• Task description:
What lines in the records below contain the string "true"? Copy every one.

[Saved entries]
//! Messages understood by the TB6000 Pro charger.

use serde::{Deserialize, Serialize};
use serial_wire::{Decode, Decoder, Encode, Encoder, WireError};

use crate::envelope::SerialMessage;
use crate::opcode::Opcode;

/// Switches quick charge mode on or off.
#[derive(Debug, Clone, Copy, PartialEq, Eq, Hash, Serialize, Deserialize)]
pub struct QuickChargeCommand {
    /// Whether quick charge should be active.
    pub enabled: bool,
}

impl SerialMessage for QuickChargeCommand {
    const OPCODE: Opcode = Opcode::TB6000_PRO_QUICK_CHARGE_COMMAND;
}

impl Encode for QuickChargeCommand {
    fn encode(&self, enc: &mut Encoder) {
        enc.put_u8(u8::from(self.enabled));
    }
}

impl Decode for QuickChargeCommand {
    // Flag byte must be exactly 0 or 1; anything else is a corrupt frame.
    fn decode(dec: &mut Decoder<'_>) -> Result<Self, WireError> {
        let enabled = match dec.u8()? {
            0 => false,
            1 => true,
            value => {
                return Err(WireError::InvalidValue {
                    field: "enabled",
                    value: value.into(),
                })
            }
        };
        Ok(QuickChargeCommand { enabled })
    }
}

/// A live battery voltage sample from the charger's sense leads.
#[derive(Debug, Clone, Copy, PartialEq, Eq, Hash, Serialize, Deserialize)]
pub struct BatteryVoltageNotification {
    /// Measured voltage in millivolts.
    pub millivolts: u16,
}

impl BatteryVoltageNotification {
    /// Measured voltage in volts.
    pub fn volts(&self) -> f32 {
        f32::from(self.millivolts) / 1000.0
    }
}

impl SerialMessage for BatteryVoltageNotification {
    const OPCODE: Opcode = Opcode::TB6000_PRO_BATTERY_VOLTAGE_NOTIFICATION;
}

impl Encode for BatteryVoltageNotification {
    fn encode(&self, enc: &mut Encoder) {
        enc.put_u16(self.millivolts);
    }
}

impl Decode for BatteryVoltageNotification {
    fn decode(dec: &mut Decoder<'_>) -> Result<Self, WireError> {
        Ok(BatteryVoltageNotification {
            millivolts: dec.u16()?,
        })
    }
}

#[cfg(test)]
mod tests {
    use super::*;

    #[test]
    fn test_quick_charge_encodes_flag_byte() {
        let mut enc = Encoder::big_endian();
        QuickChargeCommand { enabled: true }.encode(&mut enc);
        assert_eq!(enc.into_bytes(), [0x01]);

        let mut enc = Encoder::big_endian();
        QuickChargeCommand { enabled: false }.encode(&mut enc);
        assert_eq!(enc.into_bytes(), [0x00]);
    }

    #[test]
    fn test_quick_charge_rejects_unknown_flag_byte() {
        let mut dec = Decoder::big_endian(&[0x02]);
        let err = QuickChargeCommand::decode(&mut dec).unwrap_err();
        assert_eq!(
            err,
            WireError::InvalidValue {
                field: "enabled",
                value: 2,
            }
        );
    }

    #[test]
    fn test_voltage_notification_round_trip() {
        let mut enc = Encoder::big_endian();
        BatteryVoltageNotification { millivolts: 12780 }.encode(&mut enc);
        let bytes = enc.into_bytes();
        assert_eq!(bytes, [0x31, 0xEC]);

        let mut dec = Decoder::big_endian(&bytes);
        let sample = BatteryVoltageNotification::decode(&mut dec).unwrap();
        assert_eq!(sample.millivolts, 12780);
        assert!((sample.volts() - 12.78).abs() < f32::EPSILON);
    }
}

• Reply:
            1 => true,
        QuickChargeCommand { enabled: true }.encode(&mut enc);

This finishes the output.